## EXERCISE DESCRIPTION
Every line containing the string "order" is to be copied from the records.

Stored items:
//! Reply value model.
//!
//! A parsed RESP reply is a tree of [`Reply`] values. The reader does not
//! construct `Reply` directly: it goes through a [`ReplyBuilder`], so call
//! sites that want a different materialization (interned strings, arena
//! allocation, direct deserialization) can plug in their own builder without
//! the parser knowing about the concrete representation. [`ReplyTreeBuilder`]
//! is the default and builds the `Reply` tree below.
//!
//! RESP2 wire types:
//! - Status (simple string): `+OK\r\n`
//! - Error: `-ERR message\r\n`
//! - Integer: `:1000\r\n`
//! - Bulk string: `$6\r\nfoobar\r\n` or `$-1\r\n` (nil)
//! - Array: `*2\r\n...` or `*-1\r\n` (nil)
//!
//! RESP3 additions:
//! - Nil: `_\r\n`
//! - Boolean: `#t\r\n` / `#f\r\n`
//! - Double: `,3.14159\r\n`
//! - Big number: `(3492890328409238509324850943850943825024385\r\n`
//! - Verbatim string: `=15\r\ntxt:Some string\r\n`
//! - Map: `%2\r\n<key><val>...`
//! - Set: `~3\r\n<elem>...`
//! - Push: `>3\r\n<elem>...`
//! - Attribute: `|1\r\n<key><val>`

use bytes::Bytes;

/// The wire-level kind of a reply element.
///
/// Passed to [`ReplyBuilder`] constructors so a single string constructor
/// can cover every line/bulk flavor and a single aggregate constructor can
/// cover every container flavor.
#[derive(Debug, Clone, Copy, PartialEq, Eq)]
pub enum ReplyKind {
    Status,
    Error,
    String,
    Verbatim,
    BigNumber,
    Integer,
    Double,
    Boolean,
    Nil,
    Array,
    Map,
    Set,
    Push,
    Attribute,
}

impl ReplyKind {
    /// Map a RESP type marker byte to its kind.
    pub fn from_marker(marker: u8) -> Option<ReplyKind> {
        match marker {
            b'+' => Some(ReplyKind::Status),
            b'-' => Some(ReplyKind::Error),
            b':' => Some(ReplyKind::Integer),
            b'$' => Some(ReplyKind::String),
            b'*' => Some(ReplyKind::Array),
            b',' => Some(ReplyKind::Double),
            b'#' => Some(ReplyKind::Boolean),
            b'_' => Some(ReplyKind::Nil),
            b'=' => Some(ReplyKind::Verbatim),
            b'(' => Some(ReplyKind::BigNumber),
            b'%' => Some(ReplyKind::Map),
            b'~' => Some(ReplyKind::Set),
            b'>' => Some(ReplyKind::Push),
            b'|' => Some(ReplyKind::Attribute),
            _ => None,
        }
    }

    /// Returns true for container kinds whose payload is child elements.
    #[inline]
    pub fn is_aggregate(self) -> bool {
        matches!(
            self,
            ReplyKind::Array
                | ReplyKind::Map
                | ReplyKind::Set
                | ReplyKind::Push
                | ReplyKind::Attribute
        )
    }

    /// Map and attribute elements arrive as key/value pairs, so the wire
    /// element count is doubled.
    #[inline]
    pub(crate) fn is_paired(self) -> bool {
        matches!(self, ReplyKind::Map | ReplyKind::Attribute)
    }
}

/// Pluggable reply construction.
///
/// The reader calls exactly one constructor per completed element. Aggregate
/// children are handed over fully built and in wire order; for map-like
/// kinds (`Map`, `Attribute`) the vector holds the flattened key/value
/// sequence (2N elements).
pub trait ReplyBuilder {
    /// The materialized reply representation.
    type Reply;

    /// Build a line- or bulk-string element. `kind` is one of `Status`,
    /// `Error`, `String`, `Verbatim` or `BigNumber`. For `Verbatim` the data
    /// still carries the leading 3-byte format tag and `:` separator.
    fn create_string(&mut self, kind: ReplyKind, data: &[u8]) -> Self::Reply;

    /// Build an aggregate from its completed children. `kind` is one of
    /// `Array`, `Map`, `Set`, `Push` or `Attribute`.
    fn create_array(&mut self, kind: ReplyKind, elements: Vec<Self::Reply>) -> Self::Reply;

    /// Build an integer element.
    fn create_integer(&mut self, value: i64) -> Self::Reply;

    /// Build a double element. `raw` is the formatted text as it appeared on
    /// the wire.
    fn create_double(&mut self, value: f64, raw: &[u8]) -> Self::Reply;

    /// Build a nil element (explicit `_` nil or a `-1` length sentinel).
    fn create_nil(&mut self) -> Self::Reply;

    /// Build a boolean element.
    fn create_bool(&mut self, value: bool) -> Self::Reply;
}

/// A parsed RESP reply value.
///
/// Aggregates own their children exclusively; no value is shared between
/// two containers.
#[derive(Debug, Clone, PartialEq)]
pub enum Reply {
    /// Simple status line: `+OK\r\n`
    Status(Bytes),
    /// Server error reply: `-ERR message\r\n`. This is a valid reply value,
    /// not a protocol fault.
    Error(Bytes),
    /// Bulk string payload (binary safe).
    String(Bytes),
    /// Verbatim string with its 3-byte format tag (e.g. `txt`, `mkd`).
    Verbatim { format: [u8; 3], data: Bytes },
    /// Arbitrary-precision integer, kept as its decimal text.
    BigNumber(Bytes),
    /// 64-bit signed integer.
    Integer(i64),
    /// Double along with the formatted capture from the wire.
    Double { value: f64, raw: Bytes },
    /// Boolean.
    Boolean(bool),
    /// Nil (`$-1`, `*-1` or `_`).
    Nil,
    /// Array of child replies.
    Array(Vec<Reply>),
    /// Map entries in wire order.
    Map(Vec<(Reply, Reply)>),
    /// Set members in wire order.
    Set(Vec<Reply>),
    /// Server-initiated push (subscription delivery).
    Push(Vec<Reply>),
    /// Attribute metadata pairs.
    Attribute(Vec<(Reply, Reply)>),
}

impl Reply {
    /// The kind tag for this value.
    pub fn kind(&self) -> ReplyKind {
        match self {
            Reply::Status(_) => ReplyKind::Status,
            Reply::Error(_) => ReplyKind::Error,
            Reply::String(_) => ReplyKind::String,
            Reply::Verbatim { .. } => ReplyKind::Verbatim,
            Reply::BigNumber(_) => ReplyKind::BigNumber,
            Reply::Integer(_) => ReplyKind::Integer,
            Reply::Double { .. } => ReplyKind::Double,
            Reply::Boolean(_) => ReplyKind::Boolean,
            Reply::Nil => ReplyKind::Nil,
            Reply::Array(_) => ReplyKind::Array,
            Reply::Map(_) => ReplyKind::Map,
            Reply::Set(_) => ReplyKind::Set,
            Reply::Push(_) => ReplyKind::Push,
            Reply::Attribute(_) => ReplyKind::Attribute,
        }
    }

    /// Returns true if this is a nil value.
    #[inline]
    pub fn is_nil(&self) -> bool {
        matches!(self, Reply::Nil)
    }

    /// Returns true if this is a server error reply.
    #[inline]
    pub fn is_error(&self) -> bool {
        matches!(self, Reply::Error(_))
    }

    /// Text payload for string-like values (status, error, bulk, verbatim,
    /// big number).
    pub fn as_bytes(&self) -> Option<&[u8]> {
        match self {
            Reply::Status(b) | Reply::Error(b) | Reply::String(b) | Reply::BigNumber(b) => {
                Some(b)
            }
            Reply::Verbatim { data, .. } => Some(data),
            _ => None,
        }
    }

    /// Text payload as UTF-8, if it is valid.
    pub fn as_str(&self) -> Option<&str> {
        self.as_bytes().and_then(|b| std::str::from_utf8(b).ok())
    }

    /// Integer payload.
    pub fn as_integer(&self) -> Option<i64> {
        match self {
            Reply::Integer(n) => Some(*n),
            _ => None,
        }
    }

    /// Child elements for sequence-like aggregates (array, set, push).
    pub fn elements(&self) -> Option<&[Reply]> {
        match self {
            Reply::Array(v) | Reply::Set(v) | Reply::Push(v) => Some(v),
            _ => None,
        }
    }
}

/// Default builder: materializes the [`Reply`] tree.
#[derive(Debug, Default, Clone, Copy)]
pub struct ReplyTreeBuilder;

impl ReplyBuilder for ReplyTreeBuilder {
    type Reply = Reply;

    fn create_string(&mut self, kind: ReplyKind, data: &[u8]) -> Reply {
        match kind {
            ReplyKind::Status => Reply::Status(Bytes::copy_from_slice(data)),
            ReplyKind::Error => Reply::Error(Bytes::copy_from_slice(data)),
            ReplyKind::BigNumber => Reply::BigNumber(Bytes::copy_from_slice(data)),
            ReplyKind::Verbatim => {
                // The reader guarantees at least "xxx:" is present.
                let mut format = [0u8; 3];
                format.copy_from_slice(&data[..3]);
                Reply::Verbatim {
                    format,
                    data: Bytes::copy_from_slice(&data[4..]),
                }
            }
            _ => Reply::String(Bytes::copy_from_slice(data)),
        }
    }

    fn create_array(&mut self, kind: ReplyKind, elements: Vec<Reply>) -> Reply {
        match kind {
            ReplyKind::Map => Reply::Map(pair_up(elements)),
            ReplyKind::Attribute => Reply::Attribute(pair_up(elements)),
            ReplyKind::Set => Reply::Set(elements),
            ReplyKind::Push => Reply::Push(elements),
            _ => Reply::Array(elements),
        }
    }

    fn create_integer(&mut self, value: i64) -> Reply {
        Reply::Integer(value)
    }

    fn create_double(&mut self, value: f64, raw: &[u8]) -> Reply {
        Reply::Double {
            value,
            raw: Bytes::copy_from_slice(raw),
        }
    }

    fn create_nil(&mut self) -> Reply {
        Reply::Nil
    }

    fn create_bool(&mut self, value: bool) -> Reply {
        Reply::Boolean(value)
    }
}

/// Fold a flattened key/value sequence into pairs. The reader only produces
/// even-length sequences for paired kinds.
fn pair_up(elements: Vec<Reply>) -> Vec<(Reply, Reply)> {
    let mut pairs = Vec::with_capacity(elements.len() / 2);
    let mut it = elements.into_iter();
    while let (Some(key), Some(value)) = (it.next(), it.next()) {
        pairs.push((key, value));
    }
    pairs
}

#[cfg(test)]
mod tests {
    use super::*;

    #[test]
    fn test_marker_mapping() {
        assert_eq!(ReplyKind::from_marker(b'+'), Some(ReplyKind::Status));
        assert_eq!(ReplyKind::from_marker(b'-'), Some(ReplyKind::Error));
        assert_eq!(ReplyKind::from_marker(b':'), Some(ReplyKind::Integer));
        assert_eq!(ReplyKind::from_marker(b'$'), Some(ReplyKind::String));
        assert_eq!(ReplyKind::from_marker(b'*'), Some(ReplyKind::Array));
        assert_eq!(ReplyKind::from_marker(b'>'), Some(ReplyKind::Push));
        assert_eq!(ReplyKind::from_marker(b'x'), None);
    }

    #[test]
    fn test_builder_strings() {
        let mut b = ReplyTreeBuilder;
        assert_eq!(
            b.create_string(ReplyKind::Status, b"OK"),
            Reply::Status(Bytes::from_static(b"OK"))
        );
        assert_eq!(
            b.create_string(ReplyKind::Error, b"ERR bad"),
            Reply::Error(Bytes::from_static(b"ERR bad"))
        );
        assert_eq!(
            b.create_string(ReplyKind::String, b"foobar"),
            Reply::String(Bytes::from_static(b"foobar"))
        );
    }

    #[test]
    fn test_builder_verbatim_splits_format_tag() {
        let mut b = ReplyTreeBuilder;
        match b.create_string(ReplyKind::Verbatim, b"txt:Some string") {
            Reply::Verbatim { format, data } => {
                assert_eq!(&format, b"txt");
                assert_eq!(&data[..], b"Some string");
            }
            other => panic!("expected verbatim, got {other:?}"),
        }
    }

    #[test]
    fn test_builder_map_pairs() {
        let mut b = ReplyTreeBuilder;
        let flat = vec![
            Reply::String(Bytes::from_static(b"first")),
            Reply::Integer(1),
            Reply::String(Bytes::from_static(b"second")),
            Reply::Integer(2),
        ];
        match b.create_array(ReplyKind::Map, flat) {
            Reply::Map(pairs) => {
                assert_eq!(pairs.len(), 2);
                assert_eq!(pairs[0].1, Reply::Integer(1));
                assert_eq!(pairs[1].0.as_bytes(), Some(&b"second"[..]));
            }
            other => panic!("expected map, got {other:?}"),
        }
    }

    #[test]
    fn test_accessors() {
        let r = Reply::Status(Bytes::from_static(b"OK"));
        assert_eq!(r.as_str(), Some("OK"));
        assert_eq!(r.kind(), ReplyKind::Status);
        assert!(!r.is_nil());

        let r = Reply::Integer(42);
        assert_eq!(r.as_integer(), Some(42));
        assert_eq!(r.as_bytes(), None);

        let r = Reply::Array(vec![Reply::Nil]);
        assert_eq!(r.elements().map(<[Reply]>::len), Some(1));
    }
}
//! Single-shot combat resolution.

use crate::combat::damage::{
    apply_critical, armor_reduction, base_damage, lifesteal, roll_critical, thorns,
};
use crate::combat::mitigation::mitigate;
use crate::combat::synergy::{apply_synergies, armor_pierce, detect_synergies};
use crate::combat::{CombatError, CombatResult, DamageBreakdown, InvalidState, Side};
use crate::env::{Env, ItemDefinition, ItemOracle, RngOracle, TablesOracle, TagRegistry};
use crate::state::ActorSnapshot;

/// Resolve one attack from `attacker` against `defender`.
///
/// This is the only entry point the orchestration layer needs. It borrows its
/// inputs immutably and returns a fresh [`CombatResult`].
///
/// # Pipeline
///
/// ```text
/// base      = sum(item base_damage) or unarmed_damage
/// synergy   = base with fired synergies (Flat, then More) in tag order
/// critical  = synergy × crit_multiplier   (only when `seed` is Some and the roll hits)
/// armored   = critical - min(armor × (100 - pierce) / 100 / armor_divisor, critical)
/// damage    = max(armored with status modifiers, minimum_damage)
/// ```
///
/// Without a seed no dice are rolled, so the result is a pure function of
/// the snapshots and the environment. With a seed it is a pure function of
/// those plus the seed.
///
/// # Errors
///
/// - [`CombatError::InvalidState`] when either health is negative or an
///   equipped item has a negative attribute
/// - [`CombatError::ItemNotFound`] / [`CombatError::UnknownTag`] when the
///   snapshot and the catalog disagree
/// - [`CombatError::Oracle`] when a required oracle is missing (the rng
///   oracle is only required when a seed is given)
pub fn resolve<I, T, R>(
    attacker: &ActorSnapshot,
    defender: &ActorSnapshot,
    seed: Option<u64>,
    env: &Env<'_, I, T, R>,
) -> Result<CombatResult, CombatError>
where
    I: ItemOracle + ?Sized,
    T: TablesOracle + ?Sized,
    R: RngOracle + ?Sized,
{
    check_health(attacker, Side::Attacker)?;
    check_health(defender, Side::Defender)?;

    let items = env.items()?;
    let tables = env.tables()?;
    let params = tables.combat();

    let attacker_items = equipped(attacker, Side::Attacker, items, tables.tags())?;
    let defender_items = equipped(defender, Side::Defender, items, tables.tags())?;

    // 1. Base and synergies
    let base = base_damage(&attacker_items, params);
    let synergies = detect_synergies(&attacker_items, tables.tags());
    let after_synergies = apply_synergies(base, &synergies);

    // 2. Critical
    let critical = match seed {
        Some(seed) => roll_critical(attacker, defender, &attacker_items, seed, params, env.rng()?),
        None => false,
    };
    let after_critical = if critical {
        apply_critical(after_synergies, params)
    } else {
        after_synergies
    };

    // 3. Armor, then status effects
    let armor = armor_reduction(
        after_critical,
        &defender_items,
        armor_pierce(&synergies),
        params,
    );
    let damage = mitigate(
        after_critical - armor,
        &attacker.status,
        &defender.status,
        &params.status,
        params.minimum_damage,
    );

    // 4. Health deltas
    let dealt = damage.min(defender.hp as u32);
    let defender_hp_delta = -(dealt as i32);
    let healed = lifesteal(dealt, &attacker_items) as i64;
    let reflected = thorns(&defender_items) as i64;
    let attacker_hp_delta =
        (healed - reflected).clamp(-(attacker.hp as i64), i32::MAX as i64) as i32;
    let attacker_hp_after = attacker.hp.saturating_add(attacker_hp_delta);
    let defender_hp_after = defender.hp + defender_hp_delta;

    Ok(CombatResult {
        damage,
        critical,
        synergies,
        breakdown: DamageBreakdown {
            base,
            after_synergies,
            after_critical,
            armor_reduction: armor,
            mitigated: damage,
        },
        attacker_hp_delta,
        defender_hp_delta,
        attacker_hp_after,
        defender_hp_after,
        attacker_defeated: attacker_hp_after <= 0,
        defender_defeated: defender_hp_after <= 0,
    })
}

fn check_health(actor: &ActorSnapshot, side: Side) -> Result<(), InvalidState> {
    if actor.hp < 0 {
        return Err(InvalidState::NegativeHealth {
            side,
            actor: actor.id,
            hp: actor.hp,
        });
    }
    Ok(())
}

/// Looks up every equipped item and re-checks what the catalog promised.
fn equipped<'a, I>(
    actor: &ActorSnapshot,
    side: Side,
    items: &'a I,
    tags: &TagRegistry,
) -> Result<Vec<&'a ItemDefinition>, CombatError>
where
    I: ItemOracle + ?Sized,
{
    actor
        .equipped
        .iter()
        .map(|id| {
            let item = items
                .definition(*id)
                .ok_or(CombatError::ItemNotFound { side, item: *id })?;

            if let Some(tag) = item.tags.iter().find(|tag| !tags.contains(**tag)) {
                return Err(CombatError::UnknownTag {
                    item: item.id,
                    tag: *tag,
                });
            }

            if let Some((attribute, value)) = item.attributes.first_negative() {
                return Err(InvalidState::NegativeAttribute {
                    side,
                    item: item.id,
                    attribute,
                    value,
                }
                .into());
            }

            Ok(item)
        })
        .collect()
}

## EXERCISE RESULT
/// children are handed over fully built and in wire order; for map-like
    /// Map entries in wire order.
    /// Set members in wire order.
/// synergy   = base with fired synergies (Flat, then More) in tag order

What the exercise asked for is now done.